┌─ TASK INPUTS
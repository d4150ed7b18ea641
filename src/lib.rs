//! A declarative library for describing and committing overlay virtual
//! networks across a set of Linux hosts (spec §1/§2). A `Context` holds the
//! whole topology — settings, nets, physs, virts, and their pairwise
//! attachments — as a graph of arena-indexed handles; `validate`/`commit`
//! walk it and report structural problems or materialize it through a
//! pluggable [`NetOps`] backend.
//!
//! This crate ships the topology model, its invariants, and the commit
//! engine; it does not ship a concrete netlink backend (see
//! [`netops::NetOps`], [`effector::NetlinkEffector`]) or a CLI front-end —
//! those belong in a crate that links against this one.

mod commit;
mod context;
mod effector;
mod entities;
mod error;
mod ids;
mod names;
mod netops;
mod nettypes;
mod problem;
mod state;
mod validate;

pub use context::Context;
pub use effector::{IfIndex, IfResolver, Iface, NetlinkEffector};
pub use entities::{Net, Pa, Phys, RemotePa, RemoteVirt, Settings, StartupHook, Virt};
pub use error::{LsdnError, LsdnResult};
pub use ids::Id;
pub use netops::{NetOps, NullNetOps};
pub use nettypes::{Mac, MacParseError, NetType, NetTypeTag, SwitchType};
pub use problem::{
    stderr_handler, IfName, Problem, ProblemCallback, ProblemCode, ProblemReporter, SubjectNameResolver,
    SubjectRef, IF_NAME_SIZE, MAX_PROBLEM_REFS,
};

#[cfg(test)]
mod tests {
    use std::cell::RefCell;
    use std::net::{IpAddr, Ipv4Addr};
    use std::rc::Rc;

    use super::*;

    /// Records every vtable call in order, for asserting commit/decommit
    /// ordering and symmetry (spec §8 scenarios S1-S6).
    #[derive(Default)]
    struct RecordingNetOps {
        log: Rc<RefCell<Vec<String>>>,
    }

    impl RecordingNetOps {
        fn new(log: Rc<RefCell<Vec<String>>>) -> Self {
            RecordingNetOps { log }
        }

        fn record(&self, event: impl Into<String>) {
            self.log.borrow_mut().push(event.into());
        }
    }

    impl NetOps for RecordingNetOps {
        fn create_pa(&mut self, _ctx: &Context, pa: &Pa) {
            self.record(format!("create_pa {:?}", pa.phys));
        }
        fn destroy_pa(&mut self, _ctx: &Context, pa: &Pa) {
            self.record(format!("destroy_pa {:?}", pa.phys));
        }
        fn add_virt(&mut self, _ctx: &Context, virt: &Virt) {
            self.record(format!("add_virt {:?}", virt.net));
        }
        fn remove_virt(&mut self, _ctx: &Context, virt: &Virt) {
            self.record(format!("remove_virt {:?}", virt.net));
        }
        fn add_remote_pa(&mut self, _ctx: &Context, rpa: &RemotePa) {
            self.record(format!("add_remote_pa {:?}->{:?}", rpa.local, rpa.remote));
        }
        fn remove_remote_pa(&mut self, _ctx: &Context, rpa: &RemotePa) {
            self.record(format!("remove_remote_pa {:?}->{:?}", rpa.local, rpa.remote));
        }
        fn add_remote_virt(&mut self, _ctx: &Context, rvirt: &RemoteVirt) {
            self.record(format!("add_remote_virt {:?}", rvirt.virt));
        }
        fn remove_remote_virt(&mut self, _ctx: &Context, rvirt: &RemoteVirt) {
            self.record(format!("remove_remote_virt {:?}", rvirt.virt));
        }
        fn validate_pa(&mut self, _ctx: &Context, pa: &Pa) {
            self.record(format!("validate_pa {:?}", pa.phys));
        }
        fn validate_virt(&mut self, _ctx: &Context, virt: &Virt) {
            self.record(format!("validate_virt {:?}", virt.net));
        }
    }

    /// Resolves any interface name to a fixed nonzero index, so tests that
    /// connect a virt can commit without a real netlink/`if_nametoindex`.
    struct FakeResolver;

    impl IfResolver for FakeResolver {
        fn resolve(&self, _name: &str) -> LsdnResult<IfIndex> {
            Ok(1)
        }
    }

    fn two_local_physs(ctx: &mut Context) -> (Id<Phys>, Id<Phys>) {
        let a = ctx.phys_new(Some("a")).unwrap();
        let b = ctx.phys_new(Some("b")).unwrap();
        ctx.phys_claim_local(a).unwrap();
        ctx.phys_claim_local(b).unwrap();
        ctx.phys_set_iface(a, "eth0").unwrap();
        ctx.phys_set_iface(b, "eth1").unwrap();
        ctx.phys_set_ip(a, IpAddr::V4(Ipv4Addr::new(10, 0, 0, 1))).unwrap();
        ctx.phys_set_ip(b, IpAddr::V4(Ipv4Addr::new(10, 0, 0, 2))).unwrap();
        (a, b)
    }

    // --- §8 invariants ---------------------------------------------------

    #[test]
    fn new_object_has_new_state() {
        let mut ctx = Context::new();
        let settings = ctx.settings_new_direct();
        let net = ctx.net_new(settings, 1, Some("n0")).unwrap();
        assert_eq!(ctx.nets.get(net).unwrap().state, crate::state::ObjectState::New);
    }

    #[test]
    fn duplicate_name_in_same_scope_fails() {
        let mut ctx = Context::new();
        ctx.phys_new(Some("dup")).unwrap();
        let err = ctx.phys_new(Some("dup")).unwrap_err();
        assert_eq!(err, LsdnError::Duplicate);
    }

    #[test]
    fn distinct_scopes_allow_same_name() {
        let mut ctx = Context::new();
        let settings = ctx.settings_new_direct();
        let net = ctx.net_new(settings, 1, Some("shared")).unwrap();
        // a phys may reuse a name already used by a net: distinct scopes.
        assert!(ctx.phys_new(Some("shared")).is_ok());
        let _ = net;
    }

    #[test]
    fn noop_attribute_assignment_does_not_dirty() {
        let mut ctx = Context::new();
        let phys = ctx.phys_new(None).unwrap();
        ctx.phys_set_iface(phys, "eth0").unwrap();
        ctx.commit().unwrap();
        // re-setting the same value after commit must not mark it RENEW;
        // if it did, a second commit would re-invoke create_pa needlessly.
        ctx.phys_set_iface(phys, "eth0").unwrap();
        assert_eq!(ctx.physs.get(phys).unwrap().state, crate::state::ObjectState::Ok);
    }

    #[test]
    fn delete_never_propagates_to_children() {
        let mut ctx = Context::new();
        let settings = ctx.settings_new_direct();
        let net = ctx.net_new(settings, 1, None).unwrap();
        let virt = ctx.virt_new(net, None).unwrap();
        ctx.commit().unwrap();
        ctx.net_free(net).unwrap();
        // freeing the net marks it DELETE; the virt must be DELETE too
        // (freed directly by net_free), never inherit DELETE via propagation
        // from an OK state that skipped user intent.
        assert!(ctx.virts.get(virt).is_none() || ctx.virts.get(virt).unwrap().state == crate::state::ObjectState::Delete);
    }

    #[test]
    fn renew_propagates_settings_to_net_to_pa() {
        let mut ctx = Context::new();
        let settings = ctx.settings_new_direct();
        let net = ctx.net_new(settings, 1, None).unwrap();
        let (phys, _) = two_local_physs(&mut ctx);
        ctx.phys_attach(phys, net).unwrap();
        ctx.commit().unwrap();
        ctx.settings.get_mut(settings).unwrap().state.renew();
        ctx.propagate_state();
        let pa = ctx.nets.get(net).unwrap().attachments[0];
        assert_eq!(ctx.pas.get(pa).unwrap().state, crate::state::ObjectState::Renew);
    }

    #[test]
    fn validate_reports_missing_iface() {
        let mut ctx = Context::new();
        let settings = ctx.settings_new_direct();
        let net = ctx.net_new(settings, 1, None).unwrap();
        let phys = ctx.phys_new(None).unwrap();
        ctx.phys_claim_local(phys).unwrap();
        ctx.phys_attach(phys, net).unwrap();
        let mut reports = Vec::new();
        let err = ctx.validate(&mut |p| reports.push(p.code)).unwrap_err();
        assert_eq!(err, LsdnError::Validate);
        assert_eq!(reports, vec![ProblemCode::PhysNoAttr]);
    }

    #[test]
    fn validate_reports_duplicate_mac() {
        let mut ctx = Context::new();
        let settings = ctx.settings_new_direct();
        let net = ctx.net_new(settings, 1, None).unwrap();
        let v1 = ctx.virt_new(net, None).unwrap();
        let v2 = ctx.virt_new(net, None).unwrap();
        let mac = Mac([0, 1, 2, 3, 4, 5]);
        ctx.virt_set_mac(v1, mac).unwrap();
        ctx.virt_set_mac(v2, mac).unwrap();
        let mut reports = Vec::new();
        assert!(ctx.validate(&mut |p| reports.push(p.code)).is_err());
        assert!(reports.contains(&ProblemCode::VirtDupAttr));
    }

    #[test]
    fn validate_reports_duplicate_vnet_id() {
        let mut ctx = Context::new();
        let settings = ctx.settings_new_direct();
        ctx.net_new(settings, 7, Some("a")).unwrap();
        ctx.net_new(settings, 7, Some("b")).unwrap();
        let mut reports = Vec::new();
        assert!(ctx.validate(&mut |p| reports.push(p.code)).is_err());
        assert_eq!(reports, vec![ProblemCode::NetDupId]);
    }

    #[test]
    fn commit_is_rejected_while_already_committing() {
        let mut ctx = Context::new();
        ctx.committing = true;
        assert_eq!(ctx.commit().unwrap_err(), LsdnError::Busy);
    }

    #[test]
    fn free_of_never_committed_object_is_immediate() {
        let mut ctx = Context::new();
        let phys = ctx.phys_new(Some("ephemeral")).unwrap();
        ctx.phys_free(phys).unwrap();
        assert!(ctx.physs.get(phys).is_none());
        // name must be free for reuse immediately too.
        assert!(ctx.phys_new(Some("ephemeral")).is_ok());
    }

    #[test]
    fn free_of_committed_object_is_deferred_to_decommit() {
        let mut ctx = Context::new();
        let settings = ctx.settings_new_direct();
        let net = ctx.net_new(settings, 1, None).unwrap();
        let virt = ctx.virt_new(net, None).unwrap();
        ctx.commit().unwrap();
        ctx.virt_free(virt).unwrap();
        assert_eq!(ctx.virts.get(virt).unwrap().state, crate::state::ObjectState::Delete);
        ctx.commit().unwrap();
        assert!(ctx.virts.get(virt).is_none());
    }

    // --- §8 end-to-end scenarios ------------------------------------------

    #[test]
    fn s1_two_hosts_one_virt_each_materializes_remote_mirrors() {
        let log = Rc::new(RefCell::new(Vec::new()));
        let mut ctx = Context::new();
        let settings = ctx.settings_new_direct();
        ctx.settings_set_netops(settings, Box::new(RecordingNetOps::new(log.clone()))).unwrap();
        ctx.set_if_resolver(Box::new(FakeResolver));
        let net = ctx.net_new(settings, 100, None).unwrap();
        let (a, b) = two_local_physs(&mut ctx);
        ctx.phys_attach(a, net).unwrap();
        ctx.phys_attach(b, net).unwrap();
        let va = ctx.virt_new(net, None).unwrap();
        let vb = ctx.virt_new(net, None).unwrap();
        ctx.virt_connect(va, a, "va0").unwrap();
        ctx.virt_connect(vb, b, "vb0").unwrap();

        ctx.commit().unwrap();

        let events = log.borrow();
        assert!(events.iter().any(|e| e.starts_with("create_pa")));
        assert!(events.iter().any(|e| e.starts_with("add_remote_pa")));
        assert!(events.iter().any(|e| e.starts_with("add_remote_virt")));
        // both pas mirror each other's virt.
        assert_eq!(events.iter().filter(|e| e.starts_with("add_remote_virt")).count(), 2);
    }

    #[test]
    fn s2_detach_with_connected_virt_fails_validation() {
        let mut ctx = Context::new();
        ctx.set_if_resolver(Box::new(FakeResolver));
        let settings = ctx.settings_new_direct();
        let net = ctx.net_new(settings, 1, None).unwrap();
        let phys = ctx.phys_new(None).unwrap();
        ctx.phys_claim_local(phys).unwrap();
        ctx.phys_set_iface(phys, "eth0").unwrap();
        ctx.phys_attach(phys, net).unwrap();
        let virt = ctx.virt_new(net, None).unwrap();
        ctx.virt_connect(virt, phys, "v0").unwrap();
        ctx.commit().unwrap();

        ctx.phys_detach(phys, net).unwrap();
        let mut reports = Vec::new();
        assert!(ctx.validate(&mut |p| reports.push(p.code)).is_err());
        assert_eq!(reports, vec![ProblemCode::PhysNotAttached]);
    }

    #[test]
    fn s3_renaming_settings_cascades_free_to_nets_on_explicit_free() {
        let mut ctx = Context::new();
        let settings = ctx.settings_new_direct();
        let net = ctx.net_new(settings, 1, Some("will-go")).unwrap();
        ctx.settings_free(settings).unwrap();
        assert!(ctx.nets.get(net).is_none());
        assert!(ctx.net_by_name("will-go").is_none());
    }

    #[test]
    fn s4_decommit_then_recommit_resets_renew_to_new_then_ok() {
        let mut ctx = Context::new();
        let phys = ctx.phys_new(None).unwrap();
        ctx.phys_set_iface(phys, "eth0").unwrap();
        ctx.commit().unwrap();
        ctx.phys_set_iface(phys, "eth1").unwrap();
        assert_eq!(ctx.physs.get(phys).unwrap().state, crate::state::ObjectState::Renew);
        ctx.commit().unwrap();
        assert_eq!(ctx.physs.get(phys).unwrap().state, crate::state::ObjectState::Ok);
    }

    #[test]
    fn s5_vxlan_networks_sharing_port_with_incompatible_switching_is_rejected() {
        let mut ctx = Context::new();
        let s1 = ctx.settings_new_vxlan_e2e(4789);
        let s2 = ctx.settings_new_vxlan_static(4789);
        let net1 = ctx.net_new(s1, 1, None).unwrap();
        let net2 = ctx.net_new(s2, 2, None).unwrap();
        let (phys, _) = two_local_physs(&mut ctx);
        ctx.phys_attach(phys, net1).unwrap();
        ctx.phys_attach(phys, net2).unwrap();
        let mut reports = Vec::new();
        assert!(ctx.validate(&mut |p| reports.push(p.code)).is_err());
        assert!(reports.contains(&ProblemCode::NetBadNetType));
    }

    #[test]
    fn s6_cleanup_tears_down_everything() {
        let log = Rc::new(RefCell::new(Vec::new()));
        let mut ctx = Context::new();
        let settings = ctx.settings_new_direct();
        ctx.settings_set_netops(settings, Box::new(RecordingNetOps::new(log.clone()))).unwrap();
        ctx.set_if_resolver(Box::new(FakeResolver));
        let net = ctx.net_new(settings, 1, None).unwrap();
        let phys = ctx.phys_new(None).unwrap();
        ctx.phys_claim_local(phys).unwrap();
        ctx.phys_set_iface(phys, "eth0").unwrap();
        ctx.phys_attach(phys, net).unwrap();
        let virt = ctx.virt_new(net, None).unwrap();
        ctx.virt_connect(virt, phys, "v0").unwrap();
        ctx.commit().unwrap();

        ctx.cleanup().unwrap();
        assert!(ctx.nets.is_empty());
        assert!(ctx.physs.is_empty());
        assert!(ctx.virts.is_empty());
        assert!(ctx.pas.is_empty());
        assert!(log.borrow().iter().any(|e| e.starts_with("destroy_pa")));
    }

    #[test]
    fn s4_remote_phys_virt_gets_mirrored_not_add_virt() {
        let log = Rc::new(RefCell::new(Vec::new()));
        let mut ctx = Context::new();
        let settings = ctx.settings_new_direct();
        ctx.settings_set_netops(settings, Box::new(RecordingNetOps::new(log.clone()))).unwrap();
        ctx.set_if_resolver(Box::new(FakeResolver));
        let net = ctx.net_new(settings, 100, None).unwrap();

        let local = ctx.phys_new(Some("local")).unwrap();
        ctx.phys_claim_local(local).unwrap();
        ctx.phys_set_iface(local, "eth0").unwrap();
        ctx.phys_set_ip(local, IpAddr::V4(Ipv4Addr::new(10, 0, 0, 1))).unwrap();
        ctx.phys_attach(local, net).unwrap();

        // a peer phys that is never claimed local: attaching and connecting
        // a virt to it must never issue `add_virt` on our own backend, only
        // a remote-view mirror (spec §8 S4).
        let remote = ctx.phys_new(Some("remote")).unwrap();
        ctx.phys_attach(remote, net).unwrap();
        let vr = ctx.virt_new(net, None).unwrap();
        ctx.virt_connect(vr, remote, "vr0").unwrap();

        ctx.commit().unwrap();

        let events = log.borrow();
        assert!(events.iter().any(|e| e.starts_with("create_pa")));
        assert!(events.iter().any(|e| e.starts_with("add_remote_pa")));
        assert!(events.iter().any(|e| e.starts_with("add_remote_virt")));
        assert!(!events.iter().any(|e| e.starts_with("add_virt")));
    }
}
└─
• **WORK ITEM**
Search the records above for the word "RemoteVirt" and give the number of lines where it occurs, nothing else.

• **RESPONSE TO THIS TASK**
3